Lo conferma una ricerca appena pubblicata sulla rivista Lancet Oncology, corredata da un editoriale del Prof. Giuseppe Curigliano, Direttore della Divisione Nuovi farmaci per Terapie Innovative dell’Istituto Europeo di Oncologia (IEO) e Professore di Oncologia Medica all’Università Statale di Milano.
I tumori HER2-positivi rappresentano il 15% di tutti i nuovi casi di carcinoma mammario e si caratterizzano per la sovraespressione della proteina HER2, che li rende biologicamente aggressivi e resistenti ad alcuni farmaci anticancro. Proprio in virtù della sovraespressione di HER2, però, questi tumori rispondono all’anticorpo monoclonale Trastuzumab, che viene quindi associato a diversi chemioterapici nei trattamenti standard.

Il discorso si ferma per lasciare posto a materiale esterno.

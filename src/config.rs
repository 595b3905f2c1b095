//! Configuration management for Kintsugi.
//!
//! Project settings live in `.kintsugi/settings.json`. Every field has a
//! default, so a missing file (or a partial one) still yields a usable
//! configuration.

use crate::error::{KintsugiError, Result};
use crate::llm::LlmConfig;
use crate::project::paths::OutputStrategy;
use serde::{Deserialize, Serialize};
use std::collections::HashMap;
use std::path::{Path, PathBuf};

/// Placeholder in the test command replaced with the test file path.
pub const FILE_PLACEHOLDER: &str = "{file}";

/// Placeholder in the test command replaced with the structured report path.
pub const REPORT_PLACEHOLDER: &str = "{report}";

// ============================================================================
// Healing Policy
// ============================================================================

/// How the healing loop is driven.
#[derive(Debug, Clone, Copy, PartialEq, Eq, Default, Serialize, Deserialize)]
#[serde(rename_all = "lowercase")]
pub enum HealingMode {
    /// Verify every generated test and retry failures automatically.
    #[default]
    Auto,
    /// Generate once; the user runs and fixes tests themselves.
    Manual,
    /// Healing disabled entirely.
    Off,
}

/// Governs whether generated tests are executed and repaired.
///
/// Verification only happens when `enabled` is true *and* `mode` is
/// [`HealingMode::Auto`]; otherwise the first generated artifact is accepted.
#[derive(Debug, Clone, PartialEq, Eq, Serialize, Deserialize)]
#[serde(rename_all = "camelCase")]
pub struct HealingPolicy {
    #[serde(default = "default_true")]
    pub enabled: bool,

    #[serde(default)]
    pub mode: HealingMode,

    /// Total attempts including the first generation. Always at least 1.
    #[serde(default = "default_max_retries")]
    pub max_retries: u32,
}

fn default_true() -> bool {
    true
}

fn default_max_retries() -> u32 {
    3
}

impl Default for HealingPolicy {
    fn default() -> Self {
        Self {
            enabled: true,
            mode: HealingMode::Auto,
            max_retries: default_max_retries(),
        }
    }
}

impl HealingPolicy {
    /// A policy that never runs tests.
    #[must_use]
    pub fn disabled() -> Self {
        Self {
            enabled: false,
            mode: HealingMode::Off,
            max_retries: 1,
        }
    }

    /// Set the attempt budget (clamped to at least one attempt).
    #[must_use]
    pub fn with_max_retries(mut self, max_retries: u32) -> Self {
        self.max_retries = max_retries.max(1);
        self
    }

    /// Whether generated tests should be executed and verified.
    #[must_use]
    pub fn verifies(&self) -> bool {
        self.enabled && self.mode == HealingMode::Auto
    }

    /// Number of attempts the loop may make.
    #[must_use]
    pub fn attempts(&self) -> u32 {
        if self.verifies() {
            self.max_retries.max(1)
        } else {
            1
        }
    }
}

// ============================================================================
// Tool Descriptors
// ============================================================================

/// Describes the test framework the generated tests target.
#[derive(Debug, Clone, PartialEq, Eq, Default, Serialize, Deserialize)]
#[serde(rename_all = "camelCase")]
pub struct TestFrameworkDescriptor {
    pub name: String,

    #[serde(default)]
    pub version: Option<String>,

    /// Language tag used for fenced code blocks (e.g. `typescript`).
    #[serde(default)]
    pub language: String,

    #[serde(default)]
    pub config_path: Option<String>,

    #[serde(default)]
    pub config_content: Option<String>,
}

impl TestFrameworkDescriptor {
    pub fn new(name: impl Into<String>, language: impl Into<String>) -> Self {
        Self {
            name: name.into(),
            language: language.into(),
            ..Default::default()
        }
    }

    #[must_use]
    pub fn with_version(mut self, version: impl Into<String>) -> Self {
        self.version = Some(version.into());
        self
    }

    #[must_use]
    pub fn with_config(mut self, path: impl Into<String>, content: impl Into<String>) -> Self {
        self.config_path = Some(path.into());
        self.config_content = Some(content.into());
        self
    }

    /// Human-readable label, e.g. `jest 29.7.0`.
    #[must_use]
    pub fn label(&self) -> String {
        match &self.version {
            Some(version) => format!("{} {}", self.name, version),
            None => self.name.clone(),
        }
    }

    /// Whether this framework writes a Jest-shaped JSON report.
    #[must_use]
    pub fn emits_json_report(&self) -> bool {
        matches!(self.name.to_lowercase().as_str(), "jest" | "vitest")
    }
}

/// Describes a language, linter, or formatter used by the project.
#[derive(Debug, Clone, PartialEq, Eq, Default, Serialize, Deserialize)]
#[serde(rename_all = "camelCase")]
pub struct ToolDescriptor {
    pub name: String,

    /// Language tag used for fenced code blocks (e.g. `json`, `yaml`).
    #[serde(default)]
    pub language: String,

    #[serde(default)]
    pub config_path: Option<String>,

    #[serde(default)]
    pub config_content: Option<String>,
}

impl ToolDescriptor {
    pub fn new(name: impl Into<String>, language: impl Into<String>) -> Self {
        Self {
            name: name.into(),
            language: language.into(),
            ..Default::default()
        }
    }

    #[must_use]
    pub fn with_config(mut self, path: impl Into<String>, content: impl Into<String>) -> Self {
        self.config_path = Some(path.into());
        self.config_content = Some(content.into());
        self
    }
}

// ============================================================================
// Sections
// ============================================================================

/// How generated tests are executed.
#[derive(Debug, Clone, Serialize, Deserialize)]
#[serde(rename_all = "camelCase")]
pub struct TestingConfig {
    /// Command template. `{file}` is replaced with the test path and
    /// `{report}` with a per-run structured report path.
    #[serde(default = "default_test_command")]
    pub command: String,

    #[serde(default = "default_timeout_ms")]
    pub timeout_ms: u64,

    #[serde(default)]
    pub framework: Option<TestFrameworkDescriptor>,
}

fn default_test_command() -> String {
    "npx jest {file} --json --outputFile={report}".to_string()
}

fn default_timeout_ms() -> u64 {
    120_000
}

impl Default for TestingConfig {
    fn default() -> Self {
        Self {
            command: default_test_command(),
            timeout_ms: default_timeout_ms(),
            framework: None,
        }
    }
}

/// Where generated tests are written.
#[derive(Debug, Clone, Serialize, Deserialize)]
#[serde(rename_all = "camelCase")]
pub struct OutputConfig {
    #[serde(default)]
    pub strategy: OutputStrategy,

    /// Root directory for [`OutputStrategy::Directory`].
    #[serde(default = "default_output_directory")]
    pub directory: String,

    /// Suffix inserted before the extension (e.g. `.test`, `.spec`).
    #[serde(default = "default_suffix")]
    pub suffix: String,
}

fn default_output_directory() -> String {
    "__tests__".to_string()
}

fn default_suffix() -> String {
    ".test".to_string()
}

impl Default for OutputConfig {
    fn default() -> Self {
        Self {
            strategy: OutputStrategy::default(),
            directory: default_output_directory(),
            suffix: default_suffix(),
        }
    }
}

impl OutputConfig {
    /// Compute the test path for a source path.
    #[must_use]
    pub fn test_path_for(&self, source: &Path) -> PathBuf {
        self.strategy
            .test_path_for(source, Path::new(&self.directory), &self.suffix)
    }
}

/// Prompt template overrides and extra placeholder values.
#[derive(Debug, Clone, Default, Serialize, Deserialize)]
#[serde(rename_all = "camelCase")]
pub struct PromptsConfig {
    #[serde(default)]
    pub generate: Option<String>,

    #[serde(default)]
    pub fix: Option<String>,

    /// Extra values substituted as `{{KEY}}` (key uppercased).
    #[serde(default)]
    pub values: HashMap<String, serde_json::Value>,
}

// ============================================================================
// Project Configuration
// ============================================================================

/// Top-level project configuration.
#[derive(Debug, Clone, Serialize, Deserialize)]
#[serde(rename_all = "camelCase")]
pub struct ProjectConfig {
    #[serde(default)]
    pub llm: LlmConfig,

    #[serde(default)]
    pub healing: HealingPolicy,

    #[serde(default)]
    pub testing: TestingConfig,

    #[serde(default)]
    pub output: OutputConfig,

    #[serde(default)]
    pub language: Option<ToolDescriptor>,

    #[serde(default)]
    pub linter: Option<ToolDescriptor>,

    #[serde(default)]
    pub formatter: Option<ToolDescriptor>,

    #[serde(default)]
    pub prompts: PromptsConfig,

    /// Glob patterns selecting source files in batch mode.
    #[serde(default = "default_include")]
    pub include: Vec<String>,

    /// Glob patterns excluded from batch mode.
    #[serde(default = "default_exclude")]
    pub exclude: Vec<String>,
}

fn default_include() -> Vec<String> {
    vec!["src/**/*.ts".to_string(), "src/**/*.js".to_string()]
}

fn default_exclude() -> Vec<String> {
    vec![
        "**/*.test.*".to_string(),
        "**/*.spec.*".to_string(),
        "**/*.d.ts".to_string(),
        "**/node_modules/**".to_string(),
    ]
}

impl Default for ProjectConfig {
    fn default() -> Self {
        Self {
            llm: LlmConfig::default(),
            healing: HealingPolicy::default(),
            testing: TestingConfig::default(),
            output: OutputConfig::default(),
            language: None,
            linter: None,
            formatter: None,
            prompts: PromptsConfig::default(),
            include: default_include(),
            exclude: default_exclude(),
        }
    }
}

impl ProjectConfig {
    /// Load configuration from a project directory.
    ///
    /// Returns defaults when no settings file exists.
    pub fn load(project_dir: &Path) -> Result<Self> {
        let settings_path = Self::settings_path(project_dir);

        if !settings_path.exists() {
            return Ok(Self::default());
        }

        let content = std::fs::read_to_string(&settings_path)?;
        serde_json::from_str(&content).map_err(|e| {
            KintsugiError::config_with_path(format!("failed to parse: {e}"), settings_path)
        })
    }

    /// Get the settings.json path for a project
    pub fn settings_path(project_dir: &Path) -> PathBuf {
        project_dir.join(".kintsugi/settings.json")
    }

    /// Directory holding per-run structured test reports.
    pub fn reports_dir(project_dir: &Path) -> PathBuf {
        project_dir.join(".kintsugi/reports")
    }

    /// Check the configuration for values the engine cannot work with.
    pub fn validate(&self) -> Result<()> {
        self.llm
            .validate()
            .map_err(|reason| KintsugiError::invalid_config("llm", reason))?;

        if self.healing.max_retries == 0 {
            return Err(KintsugiError::invalid_config(
                "healing.maxRetries",
                "must be at least 1",
            ));
        }

        if !self.testing.command.contains(FILE_PLACEHOLDER) {
            return Err(KintsugiError::invalid_config(
                "testing.command",
                format!("must contain the {FILE_PLACEHOLDER} placeholder"),
            ));
        }

        if self.testing.timeout_ms == 0 {
            return Err(KintsugiError::invalid_config(
                "testing.timeoutMs",
                "must be greater than zero",
            ));
        }

        Ok(())
    }
}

“Questo lavoro rappresenta una pietra miliare nella storia del cancro della mammella: abbiamo definitivamente dimostrato che per i tumori iniziali HER2-positivi, “si può fare di meno ottenendo di più – dichiara Curigliano – il lavoro pubblicato oggi completa un percorso iniziato dal mio gruppo in IEO nel 2009, quando abbiamo dimostrato che i tumori HER2-positivi in stadio iniziale hanno in realtà una prognosi molto buona, se diagnosticati in fase molto precoce, e quindi possono essere trattati con terapie chemioterapiche meno aggressive e meno tossiche”.

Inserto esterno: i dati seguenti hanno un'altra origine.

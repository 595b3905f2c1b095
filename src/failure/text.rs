//! Text helpers shared by the failure matchers.

use regex::Regex;
use std::sync::OnceLock;

/// Maximum number of stack frames kept in an excerpt.
pub const MAX_STACK_FRAMES: usize = 5;

/// Upper bound on a rendered-markup excerpt, in bytes.
pub const MAX_MARKUP_LEN: usize = 4000;

/// Elements that never have a closing tag.
const VOID_ELEMENTS: &[&str] = &[
    "area", "base", "br", "col", "embed", "hr", "img", "input", "link", "meta", "source", "track",
    "wbr",
];

fn ansi_pattern() -> Option<&'static Regex> {
    static PATTERN: OnceLock<Option<Regex>> = OnceLock::new();
    PATTERN
        .get_or_init(|| Regex::new(r"\x1b\[[0-9;?]*[ -/]*[@-~]|\x1b\][^\x07]*\x07").ok())
        .as_ref()
}

fn tag_pattern() -> Option<&'static Regex> {
    static PATTERN: OnceLock<Option<Regex>> = OnceLock::new();
    PATTERN
        .get_or_init(|| Regex::new(r"<(/?)([a-zA-Z][a-zA-Z0-9-]*)\b[^<>]*?(/?)>").ok())
        .as_ref()
}

/// Remove ANSI colour and cursor escape sequences.
///
/// ```
/// use kintsugi::failure::strip_ansi;
///
/// assert_eq!(strip_ansi("\x1b[31m✕ fails\x1b[39m"), "✕ fails");
/// ```
#[must_use]
pub fn strip_ansi(text: &str) -> String {
    match ansi_pattern() {
        Some(pattern) => pattern.replace_all(text, "").into_owned(),
        None => text.to_string(),
    }
}

/// Whether a trimmed line is a stack frame (`at ...` or vitest's `❯ ...`).
#[must_use]
pub fn is_stack_frame(line: &str) -> bool {
    let line = line.trim_start();
    line.starts_with("at ") || line.starts_with("❯ ")
}

/// Split an error block into its message and a bounded stack excerpt.
///
/// The message is everything before the first frame with common
/// indentation removed; the excerpt is at most [`MAX_STACK_FRAMES`] frames.
#[must_use]
pub fn split_stack(block: &str) -> (String, Option<String>) {
    let lines: Vec<&str> = block.lines().collect();
    let first_frame = lines.iter().position(|l| is_stack_frame(l));

    let (message_lines, frame_lines) = match first_frame {
        Some(idx) => lines.split_at(idx),
        None => (lines.as_slice(), &[][..]),
    };

    let frames: Vec<&str> = frame_lines
        .iter()
        .map(|l| l.trim())
        .filter(|l| is_stack_frame(l))
        .take(MAX_STACK_FRAMES)
        .collect();

    let stack = (!frames.is_empty()).then(|| frames.join("\n"));
    (dedent(message_lines), stack)
}

/// Join lines with their shared leading whitespace removed, trimming blank
/// lines at either end.
#[must_use]
pub fn dedent(lines: &[&str]) -> String {
    let indent = lines
        .iter()
        .filter(|l| !l.trim().is_empty())
        .map(|l| l.len() - l.trim_start().len())
        .min()
        .unwrap_or(0);

    let body: Vec<&str> = lines
        .iter()
        .map(|l| l.get(indent..).unwrap_or_else(|| l.trim_start()))
        .map(str::trim_end)
        .collect();

    body.join("\n").trim_matches('\n').to_string()
}

/// First balanced markup fragment in `text`, if any.
///
/// Testing libraries print the DOM at failure time. The excerpt runs from
/// the first opening tag that has a matching close to that close, so stray
/// angle-bracket tokens such as `Object.<anonymous>` are skipped.
#[must_use]
pub fn markup_excerpt(text: &str) -> Option<String> {
    let pattern = tag_pattern()?;

    // (start, end, name, closing)
    let tags: Vec<(usize, usize, String, bool)> = pattern
        .captures_iter(text)
        .filter_map(|caps| {
            let whole = caps.get(0)?;
            let closing = !caps[1].is_empty();
            let name = caps[2].to_ascii_lowercase();
            let skip = !caps[3].is_empty() || (!closing && VOID_ELEMENTS.contains(&name.as_str()));
            (!skip).then(|| (whole.start(), whole.end(), name, closing))
        })
        .collect();

    for (i, (start, _, root, closing)) in tags.iter().enumerate() {
        if *closing {
            continue;
        }
        let mut depth = 0usize;
        for (_, end, name, closing) in &tags[i..] {
            if name != root {
                continue;
            }
            if *closing {
                depth -= 1;
                if depth == 0 {
                    return Some(truncate(&text[*start..*end], MAX_MARKUP_LEN));
                }
            } else {
                depth += 1;
            }
        }
    }

    None
}

/// Cut `text` to at most `max` bytes on a char boundary, marking the cut.
#[must_use]
pub fn truncate(text: &str, max: usize) -> String {
    if text.len() <= max {
        return text.to_string();
    }
    let mut end = max;
    while !text.is_char_boundary(end) {
        end -= 1;
    }
    format!("{}...", &text[..end])
}

/// Source of the test named `test_name` in `test_source`.
///
/// Recognises `it(...)`, `test(...)` and `specify(...)` calls (including
/// modifiers such as `it.only`) and Python `def test_...` functions.
#[must_use]
pub fn test_body_snippet(test_source: &str, test_name: &str) -> Option<String> {
    if test_name.trim().is_empty() {
        return None;
    }
    js_test_call(test_source, test_name).or_else(|| python_test_def(test_source, test_name))
}

fn js_test_call(source: &str, name: &str) -> Option<String> {
    let pattern = format!(
        r#"\b(?:it|test|specify)(?:\.\w+)?\s*\(\s*['"`]{}['"`]"#,
        regex::escape(name)
    );
    let found = Regex::new(&pattern).ok()?.find(source)?;
    let open = found.start() + source[found.start()..].find('(')?;
    let close = matching_paren(source, open)?;

    let mut end = close + 1;
    if source[end..].starts_with(';') {
        end += 1;
    }
    Some(source[found.start()..end].to_string())
}

/// Index of the `)` closing the `(` at `open`, skipping string literals and
/// `//` / `/* */` comments.
fn matching_paren(source: &str, open: usize) -> Option<usize> {
    #[derive(Clone, Copy, PartialEq)]
    enum Scan {
        Code,
        Quoted(char),
        LineComment,
        BlockComment,
    }

    let mut depth = 0usize;
    let mut state = Scan::Code;
    let mut escaped = false;
    let mut chars = source[open..].char_indices().peekable();

    while let Some((offset, ch)) = chars.next() {
        match state {
            Scan::Quoted(q) => {
                if escaped {
                    escaped = false;
                } else if ch == '\\' {
                    escaped = true;
                } else if ch == q {
                    state = Scan::Code;
                }
            }
            Scan::LineComment => {
                if ch == '\n' {
                    state = Scan::Code;
                }
            }
            Scan::BlockComment => {
                if ch == '*' && chars.peek().is_some_and(|&(_, next)| next == '/') {
                    chars.next();
                    state = Scan::Code;
                }
            }
            Scan::Code => match ch {
                '\'' | '"' | '`' => state = Scan::Quoted(ch),
                '/' => match chars.peek().map(|&(_, next)| next) {
                    Some('/') => {
                        chars.next();
                        state = Scan::LineComment;
                    }
                    Some('*') => {
                        chars.next();
                        state = Scan::BlockComment;
                    }
                    _ => {}
                },
                '(' => depth += 1,
                ')' => {
                    depth = depth.checked_sub(1)?;
                    if depth == 0 {
                        return Some(open + offset);
                    }
                }
                _ => {}
            },
        }
    }
    None
}

fn python_test_def(source: &str, name: &str) -> Option<String> {
    let lines: Vec<&str> = source.lines().collect();
    let header = format!("def {}(", name);
    let async_header = format!("async {}", header);
    let start = lines.iter().position(|l| {
        let trimmed = l.trim_start();
        trimmed.starts_with(&header) || trimmed.starts_with(&async_header)
    })?;
    let indent = lines[start].len() - lines[start].trim_start().len();

    let body_len = lines[start + 1..]
        .iter()
        .take_while(|l| l.trim().is_empty() || l.len() - l.trim_start().len() > indent)
        .count();

    let snippet: Vec<&str> = lines[start..=start + body_len].to_vec();
    Some(snippet.join("\n").trim_end().to_string())
}

#[cfg(test)]
mod tests {
    use super::*;

    #[test]
    fn test_strip_ansi_keeps_text() {
        let coloured = "\x1b[1m\x1b[31m  ● add › adds\x1b[39m\x1b[22m";
        assert_eq!(strip_ansi(coloured), "  ● add › adds");
        assert_eq!(strip_ansi("plain"), "plain");
    }

    #[test]
    fn test_split_stack_bounds_frames() {
        let block = "    Expected: 3\n    Received: 4\n\n      at a (x.ts:1)\n      at b (x.ts:2)\n      at c (x.ts:3)\n      at d (x.ts:4)\n      at e (x.ts:5)\n      at f (x.ts:6)";
        let (message, stack) = split_stack(block);
        assert_eq!(message, "Expected: 3\nReceived: 4");
        let stack = stack.unwrap();
        assert_eq!(stack.lines().count(), MAX_STACK_FRAMES);
        assert!(stack.starts_with("at a"));
        assert!(!stack.contains("at f"));
    }

    #[test]
    fn test_split_stack_without_frames() {
        let (message, stack) = split_stack("  boom\n");
        assert_eq!(message, "boom");
        assert!(stack.is_none());
    }

    #[test]
    fn test_markup_excerpt_balanced_root() {
        let text = "Unable to find role=\"button\"\n\n<body>\n  <div>\n    <img src=\"a.png\">\n    <span>Hi</span>\n  </div>\n</body>\n\nmore text";
        let excerpt = markup_excerpt(text).unwrap();
        assert!(excerpt.starts_with("<body>"));
        assert!(excerpt.ends_with("</body>"));
        assert!(excerpt.contains("<span>Hi</span>"));
    }

    #[test]
    fn test_markup_excerpt_requires_balance() {
        assert!(markup_excerpt("expected <div> to exist").is_none());
        assert!(markup_excerpt("expect(a < b).toBe(true)").is_none());
    }

    #[test]
    fn test_markup_excerpt_skips_unclosed_tokens() {
        let text = "at Object.<anonymous> (a.test.tsx:3)\n<div><p>x</p></div>";
        assert_eq!(markup_excerpt(text).unwrap(), "<div><p>x</p></div>");
    }

    #[test]
    fn test_truncate_on_char_boundary() {
        assert_eq!(truncate("short", 10), "short");
        assert_eq!(truncate("ééé", 3), "é...");
    }

    #[test]
    fn test_js_snippet_by_name() {
        let source = r#"import { add } from './add';

describe('add', () => {
  it('adds numbers', () => {
    expect(add(1, 2)).toBe(4);
  });

  test("handles (parens) in strings", () => {
    expect(add(0, 0)).toBe(0);
  });
});
"#;
        let snippet = test_body_snippet(source, "adds numbers").unwrap();
        assert!(snippet.starts_with("it('adds numbers'"));
        assert!(snippet.ends_with("});"));
        assert!(!snippet.contains("handles"));

        let other = test_body_snippet(source, "handles (parens) in strings").unwrap();
        assert!(other.contains("add(0, 0)"));
        assert!(test_body_snippet(source, "missing").is_none());
    }

    #[test]
    fn test_python_snippet_by_name() {
        let source = "import calc\n\ndef test_adds():\n    assert calc.add(1, 2) == 4\n\n    assert True\n\ndef test_other():\n    pass\n";
        let snippet = test_body_snippet(source, "test_adds").unwrap();
        assert!(snippet.starts_with("def test_adds():"));
        assert!(snippet.contains("assert True"));
        assert!(!snippet.contains("test_other"));
    }

    #[test]
    fn test_js_snippet_skips_comments() {
        let source = "describe('add', () => {\n  it('adds', () => {\n    // it's fine\n    /* don't (worry) */\n    expect(add(1, 2)).toBe(3);\n  });\n\n  it('other', () => {});\n});\n";
        let snippet = test_body_snippet(source, "adds").unwrap();
        assert!(snippet.starts_with("it('adds'"));
        assert!(snippet.contains("// it's fine"));
        assert!(snippet.ends_with("});"));
        assert!(!snippet.contains("other"));
    }

    #[test]
    fn test_js_snippet_keeps_slashes_in_strings() {
        let source = "it('fetches', () => {\n  expect(url('http://x')).toBe(\"a/b\");\n});\n";
        let snippet = test_body_snippet(source, "fetches").unwrap();
        assert_eq!(snippet, source.trim_end());
    }
}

Da lì sono partiti gli studi sulla “de-escalation” (modulazione di intensità), che hanno dimostrato che una chemioterapia più “leggera” è in effetti sicura ed efficace, e permette alle pazienti di vivere a lungo e con meno effetti collaterali sull’organismo.

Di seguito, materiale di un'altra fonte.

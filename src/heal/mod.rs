//! Healing retry state machine.
//!
//! Per target file:
//!
//! ```text
//! [existing test] ──▶ Verify ──pass──▶ Done(already passing)
//!                        │fail
//!                        ▼
//!   Generate/Fix ──▶ Write ──▶ Verify ──pass──▶ Done(success)
//!        ▲                        │fail
//!        └────── attempts left ───┤
//!                                 └── none left ──▶ Done(failure)
//! ```
//!
//! With verification disabled by the [`HealingPolicy`] the first write is
//! accepted. Errors are classified first: fatal ones abort at once, others
//! count as a failed attempt until the last one, where they are returned
//! wrapped with the test path.

pub mod batch;

pub use batch::BatchReport;

use crate::agentic::AgenticLoop;
use crate::config::{HealingPolicy, ProjectConfig, TestFrameworkDescriptor};
use crate::error::{KintsugiError, Result};
use crate::failure::{format_failures, parse_failing_tests, text::truncate, FailingTestDetail};
use crate::llm::{ChatCompletionClient, ChatCompletionRequest, ChatMessage, FatalErrorClassifier};
use crate::project::FileStore;
use crate::prompt::{build_prompt, PromptContext, PromptTemplates, SKIP_SENTINEL};
use crate::runner::{RunOptions, TestExecutionResult, TestRunner};
use std::path::{Path, PathBuf};
use std::sync::Arc;
use tracing::{debug, info, warn};

/// Length of the failure excerpt embedded in a verification error.
pub const FAILURE_EXCERPT_LEN: usize = 500;

/// What is being tested and where its test lives.
#[derive(Debug, Clone, PartialEq, Eq)]
pub struct TargetFile {
    pub source_path: PathBuf,
    pub source_content: String,
    pub test_path: PathBuf,
    pub existing_test_content: Option<String>,
}

impl TargetFile {
    pub fn new(
        source_path: impl Into<PathBuf>,
        source_content: impl Into<String>,
        test_path: impl Into<PathBuf>,
    ) -> Self {
        Self {
            source_path: source_path.into(),
            source_content: source_content.into(),
            test_path: test_path.into(),
            existing_test_content: None,
        }
    }

    #[must_use]
    pub fn with_existing_test(mut self, content: impl Into<String>) -> Self {
        self.existing_test_content = Some(content.into());
        self
    }
}

/// One pass through Generate/Fix, Write and Verify.
///
/// The loop hands the last failed attempt to the next one; nothing else
/// crosses iterations.
#[derive(Debug, Clone, Default)]
pub struct Attempt {
    pub number: u32,
    pub code: String,
    pub execution: Option<TestExecutionResult>,
    pub failures: Vec<FailingTestDetail>,
}

impl Attempt {
    /// Bounded description of why this attempt failed.
    #[must_use]
    pub fn failure_excerpt(&self) -> String {
        let text = if self.failures.is_empty() {
            self.execution
                .as_ref()
                .map(TestExecutionResult::combined_output)
                .unwrap_or_default()
        } else {
            self.failures
                .iter()
                .map(|f| format!("{}: {}", f.full_name, f.error_message))
                .collect::<Vec<_>>()
                .join("\n")
        };
        truncate(text.trim(), FAILURE_EXCERPT_LEN)
    }
}

/// How a single file finished.
#[derive(Debug, Clone, PartialEq, Eq)]
pub enum HealOutcome {
    /// Written and passing after `attempts` attempts.
    Verified { attempts: u32 },
    /// Written without running it.
    Unverified,
    /// The model asked to skip this file.
    Skipped,
    /// The existing test already passed; nothing was generated.
    AlreadyPassing,
}

/// State of a test file that existed before the run.
enum Existing {
    Passing,
    /// Failing; the run seeds the first fix prompt.
    Failing(Attempt),
    /// Could not be run; generate from scratch.
    Unknown,
}

/// Result of one attempt that did not error.
enum Step {
    Passed,
    Unverified,
    Skipped,
    Failed(Attempt),
}

/// Collaborators the engine drives.
#[derive(Clone)]
pub struct Collaborators {
    pub client: Arc<dyn ChatCompletionClient>,
    pub files: Arc<dyn FileStore>,
    pub runner: Arc<dyn TestRunner>,
    pub classifier: Arc<dyn FatalErrorClassifier>,
}

/// Generates, verifies and repairs test files.
pub struct HealingEngine {
    config: ProjectConfig,
    templates: PromptTemplates,
    project_dir: PathBuf,
    collaborators: Collaborators,
}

“Questo risultato ha immediatamente cambiato la pratica clinica – prosegue Curigliano – e il lavoro appena pubblicato aggiunge ora un tassello importante: la de-escalation mantiene il suo beneficio anche nel lungo termine, oltre i 10 anni. Il lavoro scientifico ha anche dimostrato che, nel futuro, potremmo identificare quelle pazienti in cui “fare di più” potrebbe essere utile, ma anche e soprattutto che in altre pazienti, “fare ancora di meno” è possibile, con l’uso di un nuovo marcatore, denominato HER2DX.”
“Nel lavoro su Lancet Oncology, insieme a Sara Tolaney e altri otto colleghi del Dana Farber Cancer Institute, presentiamo un’analisi dei risultati a 10 anni dello studio di riferimento sulla de-escalation – spiega Paolo Tarantino, coautore dello studio e ricercatore del team di Curigliano allo IEO – Su 406 pazienti coinvolte nella sperimentazione, il tasso di sopravvivenza legata al tumore mammario è stato del 98.8% a 10 anni, con sole sei recidive a distanza. I nostri dati supportano quindi l’ipotesi che il regime di cura de-escalato (in termine tecnico APT, ossia Adjuvant Paclitaxel Trastuzumab) rappresenti un adeguato standard terapeutico per piccoli tumori mammari HER2-positivi, permettendo di evitare gli effetti collaterali degli schemi poli-chemioterapici. Ci siamo inoltre concentrati – prosegue – su una più attenta selezione delle pazienti, identificando una relazione significativa fra il valore di HER2DX, un nuovo strumento diagnostico capace di descrivere numerose caratteristiche del cancro mammario HER2-positivo, e l’evoluzione della malattia. HER2DX rappresenta un promettente biomarcatore di rischio, che, se validato, permetterà in futuro una personalizzazione dei trattamenti in base alla biologia di ciascun tumore HER2-positivo”.
“Sotto l’egida della Società Europea di Oncologia Medica il nostro gruppo ha recentemente sviluppato uno strumento di classificazione per definire la de-escalation delle terapie oncologiche – aggiunge Dario Trapani , oncologo medico Ieo e ricercatore all’Università Statale di Milano – l’obiettivo è suggerire una metodologia per il disegno di studi di de-escalation potenzialmente per tutti i tipi di tumore, e offrire ai colleghi degli organi regolatori uno strumento per valutare terapie ed approcci di cura innovativi volti a migliorare il profilo di tossicità dei trattamenti oncologici, mantenendo la stessa efficacia”.